Stored data:

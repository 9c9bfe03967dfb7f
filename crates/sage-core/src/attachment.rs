//! Attachment validation.
//!
//! A single file may be queued for the next send. Only images and PDFs up
//! to 10 MiB are accepted; everything else is rejected before any state
//! changes.

use std::fmt;
use std::path::{Path, PathBuf};

/// MIME types the backend can analyze.
pub const ALLOWED_MIME_TYPES: [&str; 5] = [
    "image/jpeg",
    "image/png",
    "image/gif",
    "image/webp",
    "application/pdf",
];

/// Largest accepted file size in bytes.
pub const MAX_ATTACHMENT_BYTES: u64 = 10 * 1024 * 1024;

/// A file the user picked, before validation.
#[derive(Debug, Clone, PartialEq, Eq)]
pub struct FileCandidate {
    pub path: PathBuf,
    pub name: String,
    pub mime_type: String,
    pub size: u64,
}

/// A validated file waiting for the next send.
#[derive(Debug, Clone, PartialEq, Eq)]
pub struct PendingAttachment {
    pub path: PathBuf,
    pub name: String,
    pub mime_type: String,
    pub size: u64,
}

impl PendingAttachment {
    /// Preview chip text.
    pub fn preview_label(&self) -> String {
        format!("📎 {}", self.name)
    }
}

/// Why a picked file was not accepted.
#[derive(Debug, Clone, PartialEq, Eq)]
pub enum AttachmentRejection {
    UnsupportedType { mime_type: String },
    TooLarge { size: u64 },
    Unreadable { reason: String },
}

impl AttachmentRejection {
    /// User-facing alert text.
    pub fn alert_message(&self) -> &'static str {
        match self {
            AttachmentRejection::UnsupportedType { .. } => "Please upload an image or PDF file.",
            AttachmentRejection::TooLarge { .. } => "File size should be less than 10MB.",
            AttachmentRejection::Unreadable { .. } => "Could not read that file.",
        }
    }
}

impl fmt::Display for AttachmentRejection {
    fn fmt(&self, f: &mut fmt::Formatter<'_>) -> fmt::Result {
        match self {
            AttachmentRejection::UnsupportedType { mime_type } => {
                write!(f, "unsupported file type '{mime_type}'")
            }
            AttachmentRejection::TooLarge { size } => {
                write!(f, "file is {size} bytes (limit {MAX_ATTACHMENT_BYTES})")
            }
            AttachmentRejection::Unreadable { reason } => write!(f, "unreadable file: {reason}"),
        }
    }
}

impl std::error::Error for AttachmentRejection {}

/// Validates a candidate against the type allow-list and size limit.
///
/// # Errors
/// Returns the rejection reason; the type check runs first.
pub fn validate(candidate: FileCandidate) -> Result<PendingAttachment, AttachmentRejection> {
    if !ALLOWED_MIME_TYPES.contains(&candidate.mime_type.as_str()) {
        return Err(AttachmentRejection::UnsupportedType {
            mime_type: candidate.mime_type,
        });
    }
    if candidate.size > MAX_ATTACHMENT_BYTES {
        return Err(AttachmentRejection::TooLarge {
            size: candidate.size,
        });
    }
    Ok(PendingAttachment {
        path: candidate.path,
        name: candidate.name,
        mime_type: candidate.mime_type,
        size: candidate.size,
    })
}

/// Stats a file and detects its MIME type.
///
/// Content sniffing wins over the extension; unknown content falls back
/// to the extension, then to `application/octet-stream`.
///
/// # Errors
/// Returns `Unreadable` if the path is missing, not a file, or cannot be read.
pub async fn inspect_file(path: &Path) -> Result<FileCandidate, AttachmentRejection> {
    let unreadable = |err: std::io::Error| AttachmentRejection::Unreadable {
        reason: err.to_string(),
    };

    let metadata = tokio::fs::metadata(path).await.map_err(unreadable)?;
    if !metadata.is_file() {
        return Err(AttachmentRejection::Unreadable {
            reason: format!("{} is not a file", path.display()),
        });
    }

    let head = read_head(path).await.map_err(unreadable)?;
    let name = path
        .file_name()
        .map_or_else(|| path.display().to_string(), |n| n.to_string_lossy().into_owned());

    Ok(FileCandidate {
        path: path.to_path_buf(),
        name,
        mime_type: detect_mime(path, &head),
        size: metadata.len(),
    })
}

async fn read_head(path: &Path) -> std::io::Result<Vec<u8>> {
    use tokio::io::AsyncReadExt;

    let file = tokio::fs::File::open(path).await?;
    let mut head = Vec::with_capacity(8192);
    file.take(8192).read_to_end(&mut head).await?;
    Ok(head)
}

/// Detects a MIME type from leading bytes, falling back to the extension.
pub fn detect_mime(path: &Path, head: &[u8]) -> String {
    if let Some(kind) = infer::get(head) {
        return kind.mime_type().to_string();
    }
    mime_guess::from_path(path)
        .first()
        .map_or_else(|| "application/octet-stream".to_string(), |m| m.essence_str().to_string())
}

**What you need to do**
Repeat exactly the lines above, starting with the first line of the records and finishing with the line holding "use std::fmt;". Add no other line.

**Output of the task**
repository 9c9bfe03967dfb7f
filename crates/sage-core/src/attachment.rs
//! Attachment validation.
//!
//! A single file may be queued for the next send. Only images and PDFs up
//! to 10 MiB are accepted; everything else is rejected before any state
//! changes.

use std::fmt;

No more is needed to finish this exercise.